Fruit fly embryo development visualized in real time

June 13, 2012 • 11:07 am

From Nature News we have this amazing video, “Fruitfly development, cell by cell.” It’s based on two new papers (references below) that produce a three-dimensional image of animal development:

Current light-sheet microscopy techniques involve illuminating one side of the sample. Either one side of a developing organism is imaged continuously, or two sides are viewed alternately, with the resultant data reconstructed to form a three-dimensional view. However, viewing from one side at a time means that the cells cannot be tracked as they migrate from top to bottom, and rotating the sample to view both sides takes so much time that when the next image is taken the cells have changed, so that they no longer line up.
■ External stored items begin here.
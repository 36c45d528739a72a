//! Full-fidelity snapshots in rkyv's archived format.
//!
//! Unlike the save file these keep the tick counter and agent trails.

use crate::error::{IoError, Result};
use formica_core::{AppConfig, World};
use formica_data::WorldSnapshot;
use rkyv::de::deserializers::SharedDeserializeMap;
use rkyv::ser::serializers::AllocSerializer;
use rkyv::ser::Serializer;
use rkyv::{Archive, Deserialize, Serialize};
use std::fs::File;
use std::io::Write;
use std::path::Path;

pub fn to_rkyv_bytes<T>(data: &T) -> Result<Vec<u8>>
where
    T: Serialize<AllocSerializer<4096>>,
    T: Archive,
{
    let mut serializer = AllocSerializer::<4096>::default();
    serializer
        .serialize_value(data)
        .map_err(|e| IoError::rkyv(format!("serialization failed: {e:?}")))?;
    Ok(serializer.into_serializer().into_inner().to_vec())
}

pub fn from_rkyv_bytes<T>(bytes: &[u8]) -> Result<T>
where
    T: Archive,
    T::Archived: Deserialize<T, SharedDeserializeMap>
        + for<'a> rkyv::CheckBytes<rkyv::validation::validators::DefaultValidator<'a>>,
{
    let archived = rkyv::check_archived_root::<T>(bytes)
        .map_err(|e| IoError::rkyv(format!("validation failed: {e:?}")))?;
    let mut deserializer = SharedDeserializeMap::default();
    archived
        .deserialize(&mut deserializer)
        .map_err(|e| IoError::rkyv(format!("deserialization failed: {e:?}")))
}

pub fn save_rkyv<T, P>(data: &T, path: P) -> Result<()>
where
    T: Serialize<AllocSerializer<4096>>,
    T: Archive,
    P: AsRef<Path>,
{
    let bytes = to_rkyv_bytes(data)?;
    let mut file = File::create(&path)?;
    file.write_all(&bytes)?;
    Ok(())
}

pub fn load_rkyv<T, P>(path: P) -> Result<T>
where
    T: Archive,
    T::Archived: Deserialize<T, SharedDeserializeMap>
        + for<'a> rkyv::CheckBytes<rkyv::validation::validators::DefaultValidator<'a>>,
    P: AsRef<Path>,
{
    // Archives need an aligned buffer.
    let raw = std::fs::read(path)?;
    let mut bytes = rkyv::AlignedVec::with_capacity(raw.len());
    bytes.extend_from_slice(&raw);
    from_rkyv_bytes(&bytes)
}

/// Stores the complete state of `world`.
pub fn save_snapshot<P: AsRef<Path>>(world: &World, path: P) -> Result<()> {
    save_rkyv(&world.snapshot(), &path)?;
    tracing::info!(path = ?path.as_ref(), tick = world.tick(), "Snapshot saved");
    Ok(())
}

pub fn load_snapshot<P: AsRef<Path>>(config: AppConfig, path: P) -> Result<World> {
    let snapshot: WorldSnapshot = load_rkyv(&path)?;
    Ok(World::from_snapshot(config, &snapshot)?)
}

#[cfg(test)]
mod tests {
    use super::*;
    use formica_data::Position;

    fn busy_world() -> World {
        let mut config = AppConfig::default();
        config.world.width = 16;
        config.world.height = 10;
        config.world.initial_agents_per_colony = 6;
        config.world.seed = Some(23);
        let mut world = World::new(config).unwrap();
        world.place_nest(0, Position::new(3, 5)).unwrap();
        world.place_nest(1, Position::new(12, 5)).unwrap();
        world.place_food(Position::new(8, 2), 20).unwrap();
        world.spawn_initial_agents();
        for _ in 0..60 {
            world.update();
        }
        world
    }

    #[test]
    fn test_bytes_round_trip_keeps_trails_and_tick() {
        let snapshot = busy_world().snapshot();
        let bytes = to_rkyv_bytes(&snapshot).unwrap();
        let mut aligned = rkyv::AlignedVec::new();
        aligned.extend_from_slice(&bytes);
        let restored: WorldSnapshot = from_rkyv_bytes(&aligned).unwrap();
        assert_eq!(restored, snapshot);
        assert_eq!(restored.tick, 60);
        assert!(restored.colonies[0].agents.iter().any(|a| !a.trail.is_empty()));
    }

    #[test]
    fn test_garbage_is_rejected() {
        let mut aligned = rkyv::AlignedVec::new();
        aligned.extend_from_slice(&[0xFF; 64]);
        assert!(matches!(
            from_rkyv_bytes::<WorldSnapshot>(&aligned),
            Err(IoError::Rkyv(_))
        ));
    }

    #[test]
    fn test_world_file_round_trip() {
        let world = busy_world();
        let path = std::env::temp_dir().join(format!("formica_{}.rkyv", std::process::id()));
        save_snapshot(&world, &path).unwrap();
        let loaded = load_snapshot(world.config().clone(), &path).unwrap();
        let _ = std::fs::remove_file(&path);
        assert_eq!(loaded.snapshot(), world.snapshot());
    }
}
Simultaneous multi-view imaging solves this problem by taking images from opposing directions at the same time and piecing data together in real time. This required massive computing power; the data sets were as large as 11 terabytes (the amount of data on about 2500 DVDs) in one of the studies1. Now every cell in a D. melanogaster embryo can be visualized as the animal develops from a fertilized egg into hatching larva. . .

Keller says that the techniques allow researchers to see what is happening in an entire animal through every stage of development, and what goes wrong as a result of different mutations. “Until now, developmental biology was a qualitative field, describing different mutations and their effect during development. But we couldn’t see what individual cells were doing in an individual embryo,” he says. Keller and his colleagues are now using the technique to follow the growth and differentiation of neurons in the developing brain of D.melanogaster and other species.

Below is the development of a Drosophila melanogaster embryo within the egg. You can see the classic insect segmentation form as the cells move about.  After about a day, this egg will hatch into a larva (the “maggot”), which after about five more days will crawl out of its food (they’re reared in vials of agar-based medium), pupate on the wall of the vial, and then begin the transformation into an adult fly. At 25 degrees C (about 78F), it takes about 8-10 days from when a fly lays an egg until that egg becomes an adult fly (and another 12 hours or so before the adult female can lay another egg), so one can go through 30 or more generations per year. That’s why flies are so good for genetic and evolutionary work.


Tomer, R., Khairy, K., Amat, F. & Keller, P. Nature Methods (2012).

Krzic, U., Gunthur, S., Saunders, T. E., Streichan, S. J. & Hufnagel, L. Nature Methods (2012).

17 thoughts on “Fruit fly embryo development visualized in real time

  1. Funny how they feel compelled to supply the length scale but not the time scale.

    One abstract mentions 30-s resolution, so at a guess the video clock is showing hours.

    1. You are correct on the temporal scale, 30 second resolution is the near boundary. Too many photons and the cells are damaged and growth stops. These are rather energetic particles hitting places that normally do not “see” light. My previous boss did this except in mouse embryos. I had to track cell migration in 5-8 day old embryos which was, to say the least, very challenging. The sorting mechanisms at 16-32-64 cell times was difficult enough, try tracking individual trajectories of thousands.
      Fly development observations have a considerable advantage, the static nature. In mouse imaging, the embryo moves on all axes, and cannot be fixed. As such the images must registered to properly quantify trajectory and velocity. It is important to measure both direction and speed, in order to discern the emerging pattern.

      1. Is the swirling in the lower right, towards the end of the video, related to the way that each side of the brain governs the opposite side of the body?

        Also, now that “real-time” is out of the way; by “3D”, do they mean both images were produced from one dataset (of sequential slices) which could just as easily have been used to produce images from any other angle?

      1. Yes, that is the one I am referring to when I am trying to figure their scale. Seems it is in the HH:MM:SS format.

  2. “Below is the development of a Drosophila melanogaster larva.”

    Technically this is an embryo not a larva. It will be a larva when it hatches, a few hours after the end of the sequence shown in this video.

  3. Oddly enough, I did not see the hand of God in there.

    This is a fascinating video that helps non-biologists such as myself “see” what is going on, and get what biologists are talking about. Thanks for posting it Jerry.

  4. Very Cool! I first thought “real time” meant precisely that, and was wondering how much heat is generated by the embryo, and how it was able to deal with it.